Graves’ disease is an immune system disorder that results in the overproduction of thyroid hormones (hyperthyroidism). It is the most common cause of hyperthyroidism in the United States with about 50% to 80% cases and often results in an enlarged thyroid. The thyroid gland is located on either side of the Adam’s apple in a patient and can be easily felt on physical exam. Its main function is to regulate the overall metabolism of the body. It also plays a role in calcium metabolism.
Although the exact cause is unclear, it is believed to involve a combination of genetic and environmental factors. A person is more likely to be affected if they have a family member with the disease. Those with other autoimmune diseases such as type 1 diabetes and rheumatoid arthritis are more likely to be affected.
Signs and symptoms
Graves’ disease affects both men and women. However, it’s more common among women between the ages of 20 and 40. Graves’ disease is accompanied by a range of symptoms which include: irritability, muscle weakness, sleeping problems, a fast heartbeat, and poor tolerance of heat, diarrhea, and weight loss.
Other symptoms may include thickening of the skin on the shins, known as pretibial myxedema, and eye problems such as bulging, a condition known as Graves’ ophthamopathy. About 25% to 80% of people with the condition develop eye problems which involves eye irritation, double vision and even protruding eyeballs.
The primary treatments have aimed at inhibiting the overproduction of thyroid hormones and lessen the severity of symptoms. These include radioactive iodine, antithyroid medications such as methimazole (Tapazole) and propylthiouracil (PTU), and beta blockers. In some patients, surgery is done. However, these conventional treatments re associated with a range of side effects.
Radioiodine therapy may increase your risk of new or worsened symptoms of Graves’ ophthalmopathy anti-thyroid medications, on the other hand can cause a relapse of hyperthyroidism at a later time. Side effects of both drugs include rash, joint, liver failure or a decrease in disease-fighting white blood cells. Beta blockers have been known to trigger an asthma attack in addition to complicating management of diabetes.
Using medical marijuana to treat the side effects
Graves’ disease causes a great variety of symptoms, many of which can be easily treated with cannabis. According to research and several trails, medical marijuana has been found to be an alternative to treat many of the symptoms associated with Graves’ disease. Medical marijuana can reduce eye pressure, reduce anxiety, relieve insomnia, reduce irritability, encourage appetite/weight gain, relieve restlessness/nervousness, slow or relax heart rate.
Studies have repeatedly shown the effectiveness of medical marijuana as an appetite stimulant. Medical marijuana can be used to help with any pain related to Graves’ disease. Conventional treatments often lead to painful side-effects such as joint pain.

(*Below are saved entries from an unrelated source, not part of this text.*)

//! # Time model
//!
//! Every computation in the crate is keyed on an [`Instant`], which carries the same moment in
//! two time scales:
//!
//! * **UT** (Universal Time): follows the rotation of the Earth, used for sidereal time,
//! * **TT** (Terrestrial Time): uniform, used by every dynamical model.
//!
//! Both are fractional days since the J2000 epoch (2000-01-01 12:00:00). TT is derived from UT
//! with the Espenak–Meeus Delta-T polynomials ([`delta_t`]).
//!
//! ## Overview
//!
//! - Calendar parsing and projection use [`hifitime::Epoch`] on the UTC scale,
//! - [`Instant::add_days`] shifts UT and re-derives TT,
//! - [`Instant::from_terrestrial_time`] inverts the Delta-T model numerically.
use std::fmt;
use std::str::FromStr;

use hifitime::{Epoch, TimeScale};
use serde::{Deserialize, Serialize};

use crate::constants::{
    Days, DAYS_PER_CENTURY, DAYS_PER_MILLENNIUM, DAYS_PER_TROPICAL_YEAR, SECONDS_PER_DAY, T2000,
};
use crate::orrery_errors::OrreryError;

/// A moment in time, expressed in both Universal Time and Terrestrial Time.
///
/// Once built an `Instant` never changes: shifting it produces a new value.
#[derive(Debug, Clone, Copy, PartialEq, PartialOrd, Serialize, Deserialize)]
pub struct Instant {
    /// UT days since J2000
    pub ut: Days,
    /// TT days since J2000
    pub tt: Days,
}

impl Instant {
    /// Build an instant from a UT day count since J2000.
    ///
    /// Return
    /// ------
    /// * the instant, or [`OrreryError::NonFiniteValue`] for a NaN or infinite `ut`, or one so far
    ///   out that TT overflows
    pub fn from_ut(ut: Days) -> Result<Instant, OrreryError> {
        if !ut.is_finite() {
            return Err(OrreryError::NonFiniteValue("universal time"));
        }
        let time = Instant::at_ut(ut);
        // the Delta-T parabola overflows long before `ut` does
        if !time.tt.is_finite() {
            return Err(OrreryError::NonFiniteValue("terrestrial time"));
        }
        Ok(time)
    }

    /// Instant at an already validated UT.
    fn at_ut(ut: Days) -> Instant {
        Instant {
            ut,
            tt: terrestrial_time(ut),
        }
    }

    /// Build an instant from a [`hifitime::Epoch`], read on the UTC scale.
    pub fn from_epoch(epoch: &Epoch) -> Instant {
        Instant::at_ut(epoch.to_mjd_utc_days() - T2000)
    }

    /// Build an instant from UTC Gregorian calendar fields.
    ///
    /// Arguments
    /// ---------
    /// * `year`, `month`, `day`: calendar date
    /// * `hour`, `minute`: time of day
    /// * `second`: seconds, fractional part kept to the nanosecond
    ///
    /// Return
    /// ------
    /// * the instant, or [`OrreryError::InvalidDateTime`] for an impossible date
    pub fn from_gregorian(
        year: i32,
        month: u8,
        day: u8,
        hour: u8,
        minute: u8,
        second: f64,
    ) -> Result<Instant, OrreryError> {
        if !second.is_finite() || second < 0.0 {
            return Err(OrreryError::NonFiniteValue("second"));
        }
        let whole = second.trunc();
        let nanos = ((second - whole) * 1e9).round() as u32;
        let epoch =
            Epoch::maybe_from_gregorian_utc(year, month, day, hour, minute, whole as u8, nanos)?;
        Ok(Instant::from_epoch(&epoch))
    }

    /// Build an instant from a date in the format `YYYY MM DD.FFFFF` (UTC).
    ///
    /// Argument
    /// --------
    /// * `date_str`: year, month and fractional day separated by whitespace
    ///
    /// Return
    /// ------
    /// * the instant, or [`OrreryError::InvalidDateFormat`] when a field is missing or malformed
    pub fn from_frac_date(date_str: &str) -> Result<Instant, OrreryError> {
        let parts: Vec<&str> = date_str.split_whitespace().collect();
        if parts.len() != 3 {
            return Err(OrreryError::InvalidDateFormat(format!(
                "expected YYYY MM DD.FFFFF, got '{date_str}'"
            )));
        }

        let invalid = |field: &str| OrreryError::InvalidDateFormat(format!("invalid {field}"));
        let year = i32::from_str(parts[0]).map_err(|_| invalid("year"))?;
        let month = u8::from_str(parts[1]).map_err(|_| invalid("month"))?;
        let day_fraction = f64::from_str(parts[2]).map_err(|_| invalid("fractional day"))?;
        if !(1.0..32.0).contains(&day_fraction) {
            return Err(invalid("fractional day"));
        }

        let day = day_fraction.trunc();
        let midnight = Instant::from_gregorian(year, month, day as u8, 0, 0, 0.0)?;
        Ok(midnight.add_days(day_fraction - day))
    }

    /// Build the instant whose Terrestrial Time is `tt`.
    ///
    /// Delta-T depends on UT, so the UT value is found by iterating [`Instant::add_days`] on the
    /// residual until it is below 1e-12 day.
    ///
    /// Return
    /// ------
    /// * the instant, or [`OrreryError::NonConvergence`] if 20 corrections are not enough
    pub fn from_terrestrial_time(tt: Days) -> Result<Instant, OrreryError> {
        if !tt.is_finite() {
            return Err(OrreryError::NonFiniteValue("terrestrial time"));
        }
        let mut time = Instant::at_ut(tt);
        for _ in 0..20 {
            let err = tt - time.tt;
            if err.abs() < 1e-12 {
                return Ok(time);
            }
            time = time.add_days(err);
        }
        Err(OrreryError::NonConvergence(format!(
            "Instant::from_terrestrial_time({tt})"
        )))
    }

    /// Shift this instant by a finite number of `days`.
    ///
    /// The shift is applied to UT and TT is re-derived, so the TT interval differs from `days`
    /// by the change of Delta-T over the interval (about 1e-7 of it). Public queries reject non-finite
    /// day counts before shifting.
    pub fn add_days(&self, days: Days) -> Instant {
        Instant::at_ut(self.ut + days)
    }

    /// Calendar projection of this instant on the UTC scale.
    pub fn to_epoch(&self) -> Epoch {
        Epoch::from_mjd_in_time_scale(self.ut + T2000, TimeScale::UTC)
    }

    /// TT in Julian centuries since J2000.
    pub fn julian_centuries(&self) -> f64 {
        self.tt / DAYS_PER_CENTURY
    }

    /// TT in Julian millennia since J2000.
    pub fn julian_millennia(&self) -> f64 {
        self.tt / DAYS_PER_MILLENNIUM
    }
}

impl TryFrom<Days> for Instant {
    type Error = OrreryError;

    fn try_from(ut: Days) -> Result<Self, Self::Error> {
        Instant::from_ut(ut)
    }
}

impl From<Epoch> for Instant {
    fn from(epoch: Epoch) -> Self {
        Instant::from_epoch(&epoch)
    }
}

impl FromStr for Instant {
    type Err = OrreryError;

    /// Parse any timestamp accepted by [`hifitime::Epoch`], e.g. `2024-01-25T17:54:00 UTC`.
    fn from_str(s: &str) -> Result<Self, Self::Err> {
        let epoch = Epoch::from_str(s)?;
        Ok(Instant::from_epoch(&epoch))
    }
}

impl fmt::Display for Instant {
    fn fmt(&self, f: &mut fmt::Formatter<'_>) -> fmt::Result {
        write!(f, "{}", self.to_epoch())
    }
}

/// Terrestrial Time corresponding to a UT day count.
pub fn terrestrial_time(ut: Days) -> Days {
    ut + delta_t(ut) / SECONDS_PER_DAY
}

/// Delta-T = TT - UT in seconds, from the Espenak–Meeus piecewise polynomials.
///
/// Argument
/// --------
/// * `ut`: UT days since J2000
///
/// Return
/// ------
/// * TT - UT in seconds
///
/// The polynomial is selected on the decimal year `2000 + (ut - 14) / 365.24217`. Before -500
/// and after 2150 a long-term parabola is used; between 2050 and 2150 the parabola is blended
/// with the 2050 value.
pub fn delta_t(ut: Days) -> f64 {
    let y = 2000.0 + (ut - 14.0) / DAYS_PER_TROPICAL_YEAR;

    if y < -500.0 {
        let u = (y - 1820.0) / 100.0;
        return -20.0 + 32.0 * u * u;
    }
    if y < 500.0 {
        let u = y / 100.0;
        return horner(
            u,
            &[
                10583.6,
                -1014.41,
                33.78311,
                -5.952053,
                -0.1798452,
                0.022174192,
                0.0090316521,
            ],
        );
    }
    if y < 1600.0 {
        let u = (y - 1000.0) / 100.0;
        return horner(
            u,
            &[
                1574.2,
                -556.01,
                71.23472,
                0.319781,
                -0.8503463,
                -0.005050998,
                0.0083572073,
            ],
        );
    }
    if y < 1700.0 {
        let u = y - 1600.0;
        return horner(u, &[120.0, -0.9808, -0.01532, 1.0 / 7129.0]);
    }
    if y < 1800.0 {
        let u = y - 1700.0;
        return horner(
            u,
            &[8.83, 0.1603, -0.0059285, 0.00013336, -1.0 / 1_174_000.0],
        );
    }
    if y < 1860.0 {
        let u = y - 1800.0;
        return horner(
            u,
            &[
                13.72,
                -0.332447,
                0.0068612,
                0.0041116,
                -0.00037436,
                0.0000121272,
                -0.0000001699,
                0.000000000875,
            ],
        );
    }
    if y < 1900.0 {
        let u = y - 1860.0;
        return horner(
            u,
            &[
                7.62,
                0.5737,
                -0.251754,
                0.01680668,
                -0.0004473624,
                1.0 / 233_174.0,
            ],
        );
    }
    if y < 1920.0 {
        let u = y - 1900.0;
        return horner(u, &[-2.79, 1.494119, -0.0598939, 0.0061966, -0.000197]);
    }
    if y < 1941.0 {
        let u = y - 1920.0;
        return horner(u, &[21.20, 0.84493, -0.076100, 0.0020936]);
    }
    if y < 1961.0 {
        let u = y - 1950.0;
        return horner(u, &[29.07, 0.407, -1.0 / 233.0, 1.0 / 2547.0]);
    }
    if y < 1986.0 {
        let u = y - 1975.0;
        return horner(u, &[45.45, 1.067, -1.0 / 260.0, -1.0 / 718.0]);
    }
    if y < 2005.0 {
        let u = y - 2000.0;
        return horner(
            u,
            &[
                63.86,
                0.3345,
                -0.060374,
                0.0017275,
                0.000651814,
                0.00002373599,
            ],
        );
    }
    if y < 2050.0 {
        let u = y - 2000.0;
        return horner(u, &[62.92, 0.32217, 0.005589]);
    }
    let u = (y - 1820.0) / 100.0;
    if y < 2150.0 {
        return -20.0 + 32.0 * u * u - 0.5628 * (2150.0 - y);
    }
    -20.0 + 32.0 * u * u
}

/// Evaluate `c[0] + c[1]·u + c[2]·u² + …` in Horner form.
fn horner(u: f64, coefficients: &[f64]) -> f64 {
    coefficients.iter().rev().fold(0.0, |acc, c| acc * u + c)
}

#[cfg(test)]
mod time_test {
    use super::*;

    #[test]
    fn test_delta_t_reference_values() {
        // y = 2000 exactly
        assert_eq!(delta_t(14.0), 63.86);

        let ut_1900 = 14.0 - 100.0 * DAYS_PER_TROPICAL_YEAR;
        assert!((delta_t(ut_1900) - -2.79).abs() < 1e-6);

        let ut_1975 = 14.0 - 25.0 * DAYS_PER_TROPICAL_YEAR;
        assert!((delta_t(ut_1975) - 45.45).abs() < 1e-6);
    }

    #[test]
    fn test_delta_t_continuity_at_2050() {
        let ut_2050 = 14.0 + 50.0 * DAYS_PER_TROPICAL_YEAR;
        let before = delta_t(ut_2050 - 1e-6);
        let after = delta_t(ut_2050 + 1e-6);
        assert!((before - after).abs() < 0.01, "{before} vs {after}");
    }

    #[test]
    fn test_delta_t_far_past_and_future() {
        // long-term parabola is symmetric around 1820
        let ut_3000 = 14.0 + 1000.0 * DAYS_PER_TROPICAL_YEAR;
        let ut_m2000 = 14.0 - 4000.0 * DAYS_PER_TROPICAL_YEAR;
        let u = (3000.0 - 1820.0) / 100.0;
        assert!((delta_t(ut_3000) - (-20.0 + 32.0 * u * u)).abs() < 1e-6);
        assert!(delta_t(ut_m2000) > 40_000.0);
    }

    #[test]
    fn test_terrestrial_time() {
        let t = Instant::from_ut(14.0).unwrap();
        assert_eq!(t.tt, 14.0 + 63.86 / 86400.0);
    }

    #[test]
    fn test_from_terrestrial_time_round_trip() {
        for ut in [-700_000.0, -36_500.0, 0.0, 8790.25, 250_000.0] {
            let t = Instant::from_ut(ut).unwrap();
            let back = Instant::from_terrestrial_time(t.tt).unwrap();
            assert!((back.tt - t.tt).abs() < 1e-12);
            assert!((back.ut - ut).abs() < 1e-9);
        }
        assert_eq!(
            Instant::from_terrestrial_time(f64::NAN),
            Err(OrreryError::NonFiniteValue("terrestrial time"))
        );
    }

    #[test]
    fn test_non_finite_ut_rejected() {
        for ut in [f64::NAN, f64::INFINITY, f64::NEG_INFINITY] {
            assert_eq!(
                Instant::from_ut(ut),
                Err(OrreryError::NonFiniteValue("universal time"))
            );
            assert!(Instant::try_from(ut).is_err());
        }
        assert_eq!(
            Instant::from_ut(1e300),
            Err(OrreryError::NonFiniteValue("terrestrial time"))
        );
        assert_eq!(Instant::try_from(0.0).unwrap(), Instant::from_ut(0.0).unwrap());
    }

    #[test]
    fn test_add_days() {
        let t = Instant::from_ut(100.0).unwrap();
        let later = t.add_days(29.5);
        assert_eq!(later.ut, 129.5);
        assert!((later.tt - t.tt - 29.5).abs() < 1e-6);
    }

    #[test]
    fn test_parse_calendar() {
        let t: Instant = "2024-01-25T18:00:00 UTC".parse().unwrap();
        assert!((t.ut - (60334.75 - T2000)).abs() < 1e-9);

        let j2000: Instant = "2000-01-01T12:00:00 UTC".parse().unwrap();
        assert!(j2000.ut.abs() < 1e-9);

        let from_fields = Instant::from_gregorian(2024, 1, 25, 18, 0, 0.0).unwrap();
        assert!((from_fields.ut - t.ut).abs() < 1e-9);
    }

    #[test]
    fn test_from_frac_date() {
        let t = Instant::from_frac_date("2021 1 1.5").unwrap();
        assert!((t.ut - (59215.5 - T2000)).abs() < 1e-9);

        let t = Instant::from_frac_date("1976 09 20.93878").unwrap();
        assert!((t.ut - (43041.93878 - T2000)).abs() < 1e-9);

        assert!(Instant::from_frac_date("2021 1").is_err());
        assert!(Instant::from_frac_date("2021 x 1.5").is_err());
    }

    #[test]
    fn test_calendar_projection() {
        let t = Instant::from_ut(0.0).unwrap();
        let (y, m, d, h, mi, s, _) = t.to_epoch().to_gregorian_utc();
        assert_eq!((y, m, d, h, mi, s), (2000, 1, 1, 12, 0, 0));
    }
}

Studies have shown that not only does medical marijuana significantly decrease pain levels, but it can also work to reduce a patient’s dependence on opiate based pain medications that are commonly prescribed for pain. By reducing the patient’s dependence on opiate based pain medications, the patient is at less risk for overdose, dependence or addiction.
Medical marijuana has a long history as a viable treatment for loss of appetite, insomnia and fatigue as well as for pain and anxiety. In addition, medical marijuana does not cause many of the serious side effects associated with traditional Graves’ disease treatments. For the many Graves’ disease sufferers in the US, the adoption to medical marijuana is an excellent option.